■ WHAT THE TASK ASKS ■
Every line of the records below from the line with "Ok(JsonValue::Object(fields)) => merge(&mut" up to and including the line with "payload is not" must be reproduced exactly, and no line outside that range.

■ SOURCE RECORDS ■
○ ○ ○ ○

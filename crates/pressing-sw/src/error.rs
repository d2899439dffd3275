//! Error types for the offline agent.

use thiserror::Error;

/// Cache store failures.
#[derive(Error, Debug, Clone, PartialEq, Eq)]
pub enum CacheError {
    #[error("Precache of {url} failed: {reason}")]
    Precache { url: String, reason: String },

    #[error("Precache of {url} returned status {status}")]
    BadStatus { url: String, status: u16 },

    #[error("Store {store} over quota: {needed} bytes needed, {quota} allowed")]
    QuotaExceeded { store: String, needed: u64, quota: u64 },

    #[error("Store not found: {0}")]
    StoreNotFound(String),

    #[error("Snapshot error: {0}")]
    Snapshot(String),
}

/// Failures talking to client windows.
#[derive(Error, Debug, Clone, PartialEq, Eq)]
pub enum ClientError {
    #[error("Client not found: {0}")]
    NotFound(String),

    #[error("Client {0} is not a window")]
    NotAWindow(String),

    #[error("Invalid URL: {0}")]
    InvalidUrl(String),

    #[error("Clients unavailable: {0}")]
    Unavailable(String),
}

/// Failures showing or closing notifications.
#[derive(Error, Debug, Clone, PartialEq, Eq)]
pub enum NotificationError {
    #[error("Permission denied")]
    PermissionDenied,

    #[error("Show failed: {0}")]
    ShowFailed(String),
}

/// Configuration failures.
#[derive(Error, Debug, Clone, PartialEq, Eq)]
pub enum ConfigError {
    #[error("Config parse error: {0}")]
    Parse(String),

    #[error("Config IO error: {0}")]
    Io(String),

    #[error("Invalid config: {0}")]
    Invalid(String),
}

/// Anything an event handler can fail with.
#[derive(Error, Debug, Clone, PartialEq, Eq)]
pub enum AgentError {
    #[error(transparent)]
    Cache(#[from] CacheError),

    #[error(transparent)]
    Client(#[from] ClientError),

    #[error(transparent)]
    Notification(#[from] NotificationError),

    #[error(transparent)]
    Config(#[from] ConfigError),

    #[error("State error: {0}")]
    StateError(String),
}

impl AgentError {
    /// Short category label for logs.
    pub fn category(&self) -> &'static str {
        match self {
            AgentError::Cache(_) => "cache",
            AgentError::Client(_) => "client",
            AgentError::Notification(_) => "notification",
            AgentError::Config(_) => "config",
            AgentError::StateError(_) => "state",
        }
    }
}
//! Push payload normalization.
//!
//! A push message is opaque bytes: usually JSON, sometimes plain text,
//! occasionally nothing at all. [`PushPayloadNormalizer::normalize`] turns
//! any of these into a renderable [`NotificationDescriptor`] and never fails.
//!
//! JSON objects are merged field by field over the configured defaults.
//! Known fields are coerced to their expected type; anything that cannot be
//! coerced, and every unknown field, is dropped.

use bytes::Bytes;
use serde::{Deserialize, Serialize};
use serde_json::{Map, Value as JsonValue};
use tracing::{debug, trace};

use crate::config::NotificationDefaults;

/// Raw message delivered by the push transport.
#[derive(Debug, Clone, Default, PartialEq, Eq)]
pub struct PushPayload(Option<Bytes>);

impl PushPayload {
    /// A push without a body.
    pub fn empty() -> Self {
        Self(None)
    }

    pub fn from_bytes(bytes: impl Into<Bytes>) -> Self {
        Self(Some(bytes.into()))
    }

    pub fn from_text(text: &str) -> Self {
        Self(Some(Bytes::copy_from_slice(text.as_bytes())))
    }

    /// Body decoded as text, replacing invalid UTF-8.
    pub fn text(&self) -> Option<String> {
        self.0
            .as_ref()
            .map(|bytes| String::from_utf8_lossy(bytes).into_owned())
    }
}

/// Application meaning carried by a notification.
#[derive(Debug, Clone, Default, PartialEq, Eq, Serialize, Deserialize)]
#[serde(rename_all = "camelCase", default)]
pub struct NotificationData {
    #[serde(rename = "type", skip_serializing_if = "Option::is_none")]
    pub kind: Option<String>,
    #[serde(skip_serializing_if = "Option::is_none")]
    pub order_id: Option<String>,
    #[serde(skip_serializing_if = "Option::is_none")]
    pub url: Option<String>,
    pub require_interaction: bool,
    pub silent: bool,
    pub track_close: bool,
}

/// A button on a notification.
#[derive(Debug, Clone, PartialEq, Eq, Serialize, Deserialize)]
pub struct NotificationAction {
    pub action: String,
    pub title: String,
    #[serde(default, skip_serializing_if = "Option::is_none")]
    pub icon: Option<String>,
}

/// Normalized, always-renderable notification.
#[derive(Debug, Clone, PartialEq, Eq, Serialize, Deserialize)]
pub struct NotificationDescriptor {
    pub title: String,
    pub body: String,
    pub icon: String,
    pub badge: String,
    pub tag: String,
    pub data: NotificationData,
    pub actions: Vec<NotificationAction>,
}

impl NotificationDescriptor {
    /// Whether the notification stays until the user acts on it.
    pub fn require_interaction(&self) -> bool {
        self.data.require_interaction
    }

    /// Whether the notification is shown without sound or vibration.
    pub fn silent(&self) -> bool {
        self.data.silent
    }
}

/// Builds descriptors from push payloads.
#[derive(Debug, Clone)]
pub struct PushPayloadNormalizer {
    defaults: NotificationDefaults,
}

impl PushPayloadNormalizer {
    pub fn new(defaults: NotificationDefaults) -> Self {
        Self { defaults }
    }

    /// The descriptor shown when a payload carries nothing usable.
    pub fn default_descriptor(&self) -> NotificationDescriptor {
        NotificationDescriptor {
            title: self.defaults.app_name.clone(),
            body: self.defaults.body.clone(),
            icon: self.defaults.icon.clone(),
            badge: self.defaults.badge.clone(),
            tag: self.defaults.tag.clone(),
            data: NotificationData::default(),
            actions: Vec::new(),
        }
    }

    /// Turn any payload into a descriptor.
    pub fn normalize(&self, payload: &PushPayload) -> NotificationDescriptor {
        let mut descriptor = self.default_descriptor();

        let Some(text) = payload.text() else {
            trace!("Push without payload, using defaults");
            return descriptor;
        };

        match serde_json::from_str::<JsonValue>(&text) {
            Ok(JsonValue::Object(fields)) => merge(&mut descriptor, &fields),
            Ok(JsonValue::String(message)) => set_text(&mut descriptor.body, Some(&message)),
            Ok(_) | Err(_) => {
                debug!(len = text.len(), "Push payload is not a JSON object, using it as body");
                set_text(&mut descriptor.body, Some(&text));
            }
        }

        descriptor
    }
}

fn merge(descriptor: &mut NotificationDescriptor, fields: &Map<String, JsonValue>) {
    set_text(&mut descriptor.title, fields.get("title").and_then(coerce_string).as_deref());
    set_text(&mut descriptor.body, fields.get("body").and_then(coerce_string).as_deref());
    set_text(&mut descriptor.icon, fields.get("icon").and_then(coerce_string).as_deref());
    set_text(&mut descriptor.badge, fields.get("badge").and_then(coerce_string).as_deref());
    set_text(&mut descriptor.tag, fields.get("tag").and_then(coerce_string).as_deref());

    let lookup = |key: &str| data_field(fields, key);
    let data = &mut descriptor.data;
    data.kind = lookup("type").and_then(coerce_string);
    data.order_id = lookup("orderId").and_then(coerce_string);
    data.url = lookup("url").and_then(coerce_string);
    data.require_interaction = lookup("requireInteraction").and_then(coerce_bool).unwrap_or(false);
    data.silent = lookup("silent").and_then(coerce_bool).unwrap_or(false);
    data.track_close = lookup("trackClose").and_then(coerce_bool).unwrap_or(false);

    if let Some(actions) = fields.get("actions").and_then(JsonValue::as_array) {
        descriptor.actions = actions.iter().filter_map(coerce_action).collect();
    }
}

/// Routing fields may sit in `data` or at the top level; `data` wins.
fn data_field<'a>(fields: &'a Map<String, JsonValue>, key: &str) -> Option<&'a JsonValue> {
    fields
        .get("data")
        .and_then(JsonValue::as_object)
        .and_then(|data| data.get(key))
        .or_else(|| fields.get(key))
}

/// Replace `slot` with `value` when it has visible content.
fn set_text(slot: &mut String, value: Option<&str>) {
    if let Some(value) = value.filter(|v| !v.trim().is_empty()) {
        *slot = value.to_string();
    }
}

fn coerce_string(value: &JsonValue) -> Option<String> {
    match value {
        JsonValue::String(s) if !s.trim().is_empty() => Some(s.clone()),
        JsonValue::Number(n) => Some(n.to_string()),
        JsonValue::Bool(b) => Some(b.to_string()),
        _ => None,
    }
}

fn coerce_bool(value: &JsonValue) -> Option<bool> {
    match value {
        JsonValue::Bool(b) => Some(*b),
        JsonValue::String(s) => match s.trim().to_ascii_lowercase().as_str() {
            "true" | "1" | "yes" => Some(true),
            "false" | "0" | "no" => Some(false),
            _ => None,
        },
        JsonValue::Number(n) => n.as_i64().map(|n| n != 0),
        _ => None,
    }
}

fn coerce_action(value: &JsonValue) -> Option<NotificationAction> {
    let fields = value.as_object()?;
    let action = fields.get("action").and_then(coerce_string)?;
    let title = fields
        .get("title")
        .and_then(coerce_string)
        .unwrap_or_else(|| action.clone());
    Some(NotificationAction {
        action,
        title,
        icon: fields.get("icon").and_then(coerce_string),
    })
}

#[cfg(test)]
mod tests {
    use super::*;

    fn normalizer() -> PushPayloadNormalizer {
        PushPayloadNormalizer::new(NotificationDefaults::default())
    }

    #[test]
    fn test_empty_payload_uses_defaults() {
        let n = normalizer();
        let descriptor = n.normalize(&PushPayload::empty());
        assert_eq!(descriptor, n.default_descriptor());
        assert!(!descriptor.title.is_empty());
        assert!(!descriptor.body.is_empty());
    }

    #[test]
    fn test_plain_text_becomes_body() {
        let defaults = NotificationDefaults::default();
        let descriptor = normalizer().normalize(&PushPayload::from_text("Hello"));

        assert_eq!(descriptor.title, defaults.app_name);
        assert_eq!(descriptor.body, "Hello");
        assert_eq!(descriptor.icon, defaults.icon);
        assert_eq!(descriptor.badge, defaults.badge);
        assert_eq!(descriptor.tag, "default");
    }

    #[test]
    fn test_json_object_merges_over_defaults() {
        let payload = PushPayload::from_text(
            r#"{
                "title": "Nouvelle commande",
                "body": "Commande #123",
                "tag": "order-123",
                "data": {"type": "new_order", "orderId": 123, "requireInteraction": true},
                "actions": [
                    {"action": "accept", "title": "Accepter"},
                    {"action": "dismiss"},
                    {"title": "no action id"},
                    "garbage"
                ],
                "unknown": {"nested": true}
            }"#,
        );
        let descriptor = normalizer().normalize(&payload);

        assert_eq!(descriptor.title, "Nouvelle commande");
        assert_eq!(descriptor.body, "Commande #123");
        assert_eq!(descriptor.tag, "order-123");
        assert_eq!(descriptor.icon, NotificationDefaults::default().icon);
        assert_eq!(descriptor.data.kind.as_deref(), Some("new_order"));
        assert_eq!(descriptor.data.order_id.as_deref(), Some("123"));
        assert!(descriptor.require_interaction());
        assert!(!descriptor.silent());
        assert_eq!(descriptor.actions.len(), 2);
        assert_eq!(descriptor.actions[1].title, "dismiss");
    }

    #[test]
    fn test_top_level_routing_fields_lift_into_data() {
        let payload = PushPayload::from_text(r#"{"type":"new_order","orderId":"123"}"#);
        let descriptor = normalizer().normalize(&payload);

        assert_eq!(descriptor.data.kind.as_deref(), Some("new_order"));
        assert_eq!(descriptor.data.order_id.as_deref(), Some("123"));
        assert_eq!(descriptor.body, NotificationDefaults::default().body);
    }

    #[test]
    fn test_wrongly_typed_fields_are_dropped() {
        let payload = PushPayload::from_text(
            r#"{"title": "", "body": ["x"], "icon": null, "data": {"silent": "maybe", "trackClose": "true"}}"#,
        );
        let defaults = NotificationDefaults::default();
        let descriptor = normalizer().normalize(&payload);

        assert_eq!(descriptor.title, defaults.app_name);
        assert_eq!(descriptor.body, defaults.body);
        assert_eq!(descriptor.icon, defaults.icon);
        assert!(!descriptor.silent());
        assert!(descriptor.data.track_close);
    }

    #[test]
    fn test_json_without_known_fields() {
        let descriptor = normalizer().normalize(&PushPayload::from_text("{}"));
        assert_eq!(descriptor, normalizer().default_descriptor());
    }

    #[test]
    fn test_non_object_json() {
        let n = normalizer();
        assert_eq!(n.normalize(&PushPayload::from_text(r#""quoted""#)).body, "quoted");
        assert_eq!(n.normalize(&PushPayload::from_text("42")).body, "42");
        assert_eq!(n.normalize(&PushPayload::from_text("[1,2]")).body, "[1,2]");
    }

    #[test]
    fn test_whitespace_and_invalid_utf8_never_yield_empty_body() {
        let n = normalizer();
        let descriptor = n.normalize(&PushPayload::from_text("   \n"));
        assert_eq!(descriptor.body, NotificationDefaults::default().body);

        let descriptor = n.normalize(&PushPayload::from_bytes(vec![0xff, 0xfe, b'h', b'i']));
        assert!(!descriptor.body.trim().is_empty());
        assert!(!descriptor.title.is_empty());
    }

    #[test]
    fn test_truncated_json_is_text() {
        let descriptor = normalizer().normalize(&PushPayload::from_text(r#"{"title": "cut"#));
        assert_eq!(descriptor.body, r#"{"title": "cut"#);
    }

    #[test]
    fn test_data_serializes_with_wire_names() {
        let data = NotificationData {
            kind: Some("new_order".into()),
            order_id: Some("7".into()),
            track_close: true,
            ..Default::default()
        };
        let json = serde_json::to_value(&data).unwrap();
        assert_eq!(json["type"], "new_order");
        assert_eq!(json["orderId"], "7");
        assert_eq!(json["trackClose"], true);
        assert!(json.get("url").is_none());
    }
}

○ ○ ○ ○

■ EXPECTED OUTPUT ■
            Ok(JsonValue::Object(fields)) => merge(&mut descriptor, &fields),
            Ok(JsonValue::String(message)) => set_text(&mut descriptor.body, Some(&message)),
            Ok(_) | Err(_) => {
                debug!(len = text.len(), "Push payload is not a JSON object, using it as body");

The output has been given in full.